1. Ah, quem me dera que tu fosses meu irmão, amamentado aos seios de minha mãe! Assim, quando eu te encontrasse fora de casa, eu te beijaria, e ninguém me desprezaria!

2. Eu te levaria e te traria à casa de minha mãe, e tu me ensinarias. Eu te daria vinho aromático para beber, o néctar das minhas romãs.

3. O seu braço esquerdo estaria debaixo da minha cabeça, e o seu direito me abraçaria.

4. Ó filhas de Jerusalém, eu vos faço jurar: não acordeis nem provoqueis o amor até que ele o queira.

5. Quem é esta que vem subindo do deserto, apoiada no seu amado? Debaixo da macieira te despertei; ali esteve tua mãe com dores de parto; ali esteve com dores aquela que te deu à luz.

6. Põe-me como selo sobre o teu coração, como selo sobre o teu braço; porque o amor é forte como a morte; a paixão tão inflexível quanto a sepultura; a sua chama é chama de fogo, labareda flamejante.

7. As muitas águas não podem apagar o amor, nem os rios afogá-lo.
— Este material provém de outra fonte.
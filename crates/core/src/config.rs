use serde::Deserialize;

const DEFAULT_WATERMARK_GAMMA: f32 = 0.5;
const DEFAULT_WATERMARK_DELTA: f32 = 2.0;
const DEFAULT_WATERMARK_HASH_KEY: u64 = 15_485_863;

/// Green-list watermark parameters shared by every watermarked request.
#[derive(Debug, Clone, PartialEq, Deserialize)]
#[serde(default)]
pub struct WatermarkConfig {
    /// Fraction of the vocabulary placed on the green list.
    pub gamma: f32,
    /// Bias added to green-listed scores.
    pub delta: f32,
    /// Multiplier applied to the previous token to seed the permutation.
    pub hash_key: u64,
}

impl Default for WatermarkConfig {
    fn default() -> Self {
        Self {
            gamma: DEFAULT_WATERMARK_GAMMA,
            delta: DEFAULT_WATERMARK_DELTA,
            hash_key: DEFAULT_WATERMARK_HASH_KEY,
        }
    }
}

impl WatermarkConfig {
    /// Defaults overridden by `WATERMARK_GAMMA` / `WATERMARK_DELTA`.
    pub fn from_env() -> Self {
        Self::from_lookup(|key| std::env::var(key).ok())
    }

    fn from_lookup(lookup: impl Fn(&str) -> Option<String>) -> Self {
        let mut config = Self::default();
        if let Some(gamma) = parse_var(&lookup, "WATERMARK_GAMMA") {
            config.gamma = gamma;
        }
        if let Some(delta) = parse_var(&lookup, "WATERMARK_DELTA") {
            config.delta = delta;
        }
        config
    }
}

fn parse_var(lookup: &impl Fn(&str) -> Option<String>, key: &str) -> Option<f32> {
    let raw = lookup(key)?;
    match raw.trim().parse::<f32>() {
        Ok(value) => Some(value),
        Err(e) => {
            tracing::warn!(key, value = %raw, error = %e, "ignoring unparseable watermark setting");
            None
        }
    }
}

#[cfg(test)]
mod tests {
    use super::*;

    #[test]
    fn defaults_match_reference_values() {
        let config = WatermarkConfig::default();
        assert_eq!(config.gamma, 0.5);
        assert_eq!(config.delta, 2.0);
        assert_eq!(config.hash_key, 15_485_863);
    }

    #[test]
    fn partial_json_keeps_defaults() {
        let config: WatermarkConfig = serde_json::from_str(r#"{"delta": 4.0}"#).unwrap();
        assert_eq!(config.delta, 4.0);
        assert_eq!(config.gamma, 0.5);
        assert_eq!(config.hash_key, 15_485_863);
    }

    #[test]
    fn lookup_overrides_gamma_and_delta() {
        let config = WatermarkConfig::from_lookup(|key| match key {
            "WATERMARK_GAMMA" => Some("0.25".to_string()),
            "WATERMARK_DELTA" => Some(" 1.5 ".to_string()),
            _ => None,
        });
        assert_eq!(config.gamma, 0.25);
        assert_eq!(config.delta, 1.5);
    }

    #[test]
    fn unparseable_lookup_falls_back_to_default() {
        let config = WatermarkConfig::from_lookup(|key| match key {
            "WATERMARK_GAMMA" => Some("half".to_string()),
            _ => None,
        });
        assert_eq!(config.gamma, 0.5);
    }
}
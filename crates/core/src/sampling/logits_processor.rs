//! Logit transforms applied before token selection.
//!
//! Row-level functions transform one score vector in place. The heterogeneous
//! wrappers hold a [`RowMap`] of only the rows they touch, so a transform that
//! is configured for no retained row disappears on filter.
//!
//! Filtered-out entries are set to `-inf`.

use std::collections::HashSet;

use crate::request::NextTokenChooserParameters;

use super::rows::RowMap;
use super::{log_softmax, softmax};

/// Scale down scores of tokens already present in `history`.
///
/// Each distinct token is penalized once: negative scores are multiplied by
/// `penalty`, the rest divided by it.
pub fn apply_repetition_penalty(scores: &mut [f32], history: &[u32], penalty: f32) {
    let mut seen = HashSet::with_capacity(history.len());
    for &token_id in history {
        let idx = token_id as usize;
        if idx >= scores.len() || !seen.insert(idx) {
            continue;
        }
        let score = scores[idx];
        scores[idx] = if score < 0.0 {
            score * penalty
        } else {
            score / penalty
        };
    }
}

/// Whether `penalty` changes anything. Non-positive and non-finite penalties
/// are treated as disabled.
pub fn repetition_penalty_is_active(penalty: f32) -> bool {
    penalty.is_finite() && penalty > 0.0 && penalty != 1.0
}

pub fn apply_temperature(scores: &mut [f32], temperature: f32) {
    for score in scores.iter_mut() {
        *score /= temperature;
    }
}

/// Keep scores at or above the k-th largest. `k` is clamped to the vocabulary.
pub fn apply_top_k(scores: &mut [f32], top_k: usize) {
    if top_k == 0 || top_k >= scores.len() {
        return;
    }
    let mut sorted = scores.to_vec();
    sorted.sort_unstable_by(|a, b| b.total_cmp(a));
    let kth = sorted[top_k - 1];
    for score in scores.iter_mut() {
        if *score < kth {
            *score = f32::NEG_INFINITY;
        }
    }
}

/// Nucleus filtering.
///
/// Walking from the least likely token upwards, every token whose cumulative
/// probability stays at or below `1 - top_p` is removed. The most likely token
/// always survives.
pub fn apply_top_p(scores: &mut [f32], top_p: f32) {
    if scores.is_empty() {
        return;
    }
    let mut order: Vec<usize> = (0..scores.len()).collect();
    order.sort_by(|&a, &b| scores[a].total_cmp(&scores[b]));
    let sorted: Vec<f32> = order.iter().map(|&i| scores[i]).collect();
    let probs = softmax(&sorted);

    let threshold = 1.0 - top_p;
    let last = order.len() - 1;
    let mut cumsum = 0.0f32;
    for (pos, &idx) in order.iter().enumerate() {
        cumsum += probs[pos];
        if pos == last || cumsum > threshold {
            break;
        }
        scores[idx] = f32::NEG_INFINITY;
    }
}

/// Typical sampling: keep tokens whose information content is closest to the
/// distribution entropy until `mass` probability is covered.
///
/// Reference: Meister et al. "Typical Decoding for Natural Language Generation"
/// https://arxiv.org/abs/2202.00666
pub fn apply_typical_p(scores: &mut [f32], mass: f32) {
    if scores.is_empty() {
        return;
    }
    let normalized = log_softmax(scores);
    let entropy: f32 = -normalized
        .iter()
        .map(|&lp| lp * lp.exp())
        .filter(|v| !v.is_nan())
        .sum::<f32>();
    let shifted: Vec<f32> = normalized.iter().map(|&lp| (-lp - entropy).abs()).collect();

    let mut order: Vec<usize> = (0..scores.len()).collect();
    order.sort_by(|&a, &b| shifted[a].total_cmp(&shifted[b]));
    let sorted_logits: Vec<f32> = order.iter().map(|&i| scores[i]).collect();
    let probs = softmax(&sorted_logits);

    let mut cumsum = 0.0f32;
    let mut last_ind = 0usize;
    for &p in &probs {
        cumsum += p;
        if cumsum >= mass {
            break;
        }
        last_ind += 1;
    }
    let cutoff = shifted[order[last_ind.min(order.len() - 1)]];

    for (score, &deviation) in scores.iter_mut().zip(&shifted) {
        if deviation > cutoff {
            *score = f32::NEG_INFINITY;
        }
    }
}

/// Repetition penalty across a batch, keyed by row.
#[derive(Debug, Clone)]
pub struct HeterogeneousRepetitionPenalty {
    penalties: RowMap<f32>,
}

impl HeterogeneousRepetitionPenalty {
    /// `None` when no penalty is active.
    pub fn new(penalties: &[f32]) -> Option<Self> {
        let penalties: RowMap<f32> = penalties
            .iter()
            .enumerate()
            .filter(|(_, &p)| repetition_penalty_is_active(p))
            .map(|(row, &p)| (row, p))
            .collect();
        (!penalties.is_empty()).then_some(Self { penalties })
    }

    pub fn rows(&self) -> usize {
        self.penalties.len()
    }

    pub fn apply(&self, histories: &[Vec<u32>], rows: &mut [Vec<f32>]) {
        for (row, &penalty) in self.penalties.iter() {
            if let (Some(scores), Some(history)) = (rows.get_mut(row), histories.get(row)) {
                apply_repetition_penalty(scores, history, penalty);
            }
        }
    }

    pub fn filter(self, retained: &[usize]) -> Option<Self> {
        let penalties = self.penalties.compact(retained);
        (!penalties.is_empty()).then_some(Self { penalties })
    }
}

/// Distribution-reshaping transforms, listed in application order.
#[derive(Debug, Clone, Copy, PartialEq, Eq)]
pub enum WarperKind {
    Temperature,
    TopK,
    TopP,
    TypicalP,
}

impl WarperKind {
    pub const ORDER: [WarperKind; 4] = [
        WarperKind::Temperature,
        WarperKind::TopK,
        WarperKind::TopP,
        WarperKind::TypicalP,
    ];

    pub fn name(self) -> &'static str {
        match self {
            Self::Temperature => "temperature",
            Self::TopK => "top_k",
            Self::TopP => "top_p",
            Self::TypicalP => "typical_p",
        }
    }

    /// This warper's parameter for a request. `top_k` is carried as f32.
    pub fn value_of(self, params: &NextTokenChooserParameters) -> f32 {
        match self {
            Self::Temperature => params.temperature,
            Self::TopK => params.top_k as f32,
            Self::TopP => params.top_p,
            Self::TypicalP => params.typical_p,
        }
    }

    /// Whether `value` changes anything.
    pub fn is_active(self, value: f32) -> bool {
        match self {
            Self::Temperature => value != 1.0,
            Self::TopK => value != 0.0,
            Self::TopP | Self::TypicalP => value < 1.0,
        }
    }

    pub fn apply(self, scores: &mut [f32], value: f32) {
        match self {
            Self::Temperature => apply_temperature(scores, value),
            Self::TopK => apply_top_k(scores, value as usize),
            Self::TopP => apply_top_p(scores, value),
            Self::TypicalP => apply_typical_p(scores, value),
        }
    }
}

/// One warper kind applied across a batch, keyed by row.
#[derive(Debug, Clone)]
pub struct HeterogeneousWarper {
    kind: WarperKind,
    values: RowMap<f32>,
}

impl HeterogeneousWarper {
    /// `None` when `values` leave every row unchanged.
    pub fn new(kind: WarperKind, values: &[f32]) -> Option<Self> {
        let values: RowMap<f32> = values
            .iter()
            .enumerate()
            .filter(|(_, &v)| kind.is_active(v))
            .map(|(row, &v)| (row, v))
            .collect();
        (!values.is_empty()).then_some(Self { kind, values })
    }

    pub fn kind(&self) -> WarperKind {
        self.kind
    }

    pub fn rows(&self) -> impl Iterator<Item = usize> + '_ {
        self.values.iter().map(|(row, _)| row)
    }

    pub fn apply(&self, rows: &mut [Vec<f32>]) {
        for (row, &value) in self.values.iter() {
            if let Some(scores) = rows.get_mut(row) {
                self.kind.apply(scores, value);
            }
        }
    }

    pub fn filter(self, retained: &[usize]) -> Option<Self> {
        let values = self.values.compact(retained);
        (!values.is_empty()).then_some(Self {
            kind: self.kind,
            values,
        })
    }
}

/// The warpers configured for a single request.
#[derive(Debug, Clone, Default)]
pub struct StaticWarper {
    warpers: Vec<(WarperKind, f32)>,
}

impl StaticWarper {
    /// `None` when the request configures no active warper.
    pub fn from_params(params: &NextTokenChooserParameters) -> Option<Self> {
        let warpers: Vec<(WarperKind, f32)> = WarperKind::ORDER
            .into_iter()
            .map(|kind| (kind, kind.value_of(params)))
            .filter(|&(kind, value)| kind.is_active(value))
            .collect();
        (!warpers.is_empty()).then_some(Self { warpers })
    }

    pub fn apply(&self, scores: &mut [f32]) {
        for &(kind, value) in &self.warpers {
            kind.apply(scores, value);
        }
    }
}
Se alguém oferecesse todos os bens de sua casa pelo amor, seria totalmente desprezado.

8. Temos uma irmã pequena, que ainda não tem seios. Que faremos por nossa irmã, no dia em que ela for pedida em casamento?

9. Se ela for um muro, construiremos sobre ela uma torre de prata. Se ela for uma porta, nós a reforçaremos com tábuas de cedro.

10. Eu sou um muro, e os meus seios são como as suas torres. Por isso, aos olhos dele sou como aquela que acha paz.

11. Salomão possuía uma vinha em Baal-Hamom. Ele a entregou a arrendatários e cada um devia trazer-lhe mil peças de prata pelos frutos da vinha.

12. A minha própria vinha está ao meu dispor; tu, ó Salomão, terás as mil peças de prata, e os que guardam os seus frutos terão duzentas.

13. Ó tu, que habitas nos jardins, os amigos querem ouvir-te; deixa-me ouvir tua voz também.

14. Vem depressa, amado meu, e torna-te semelhante ao cervo, ou ao filhote de gazela saltando sobre os montes perfumados.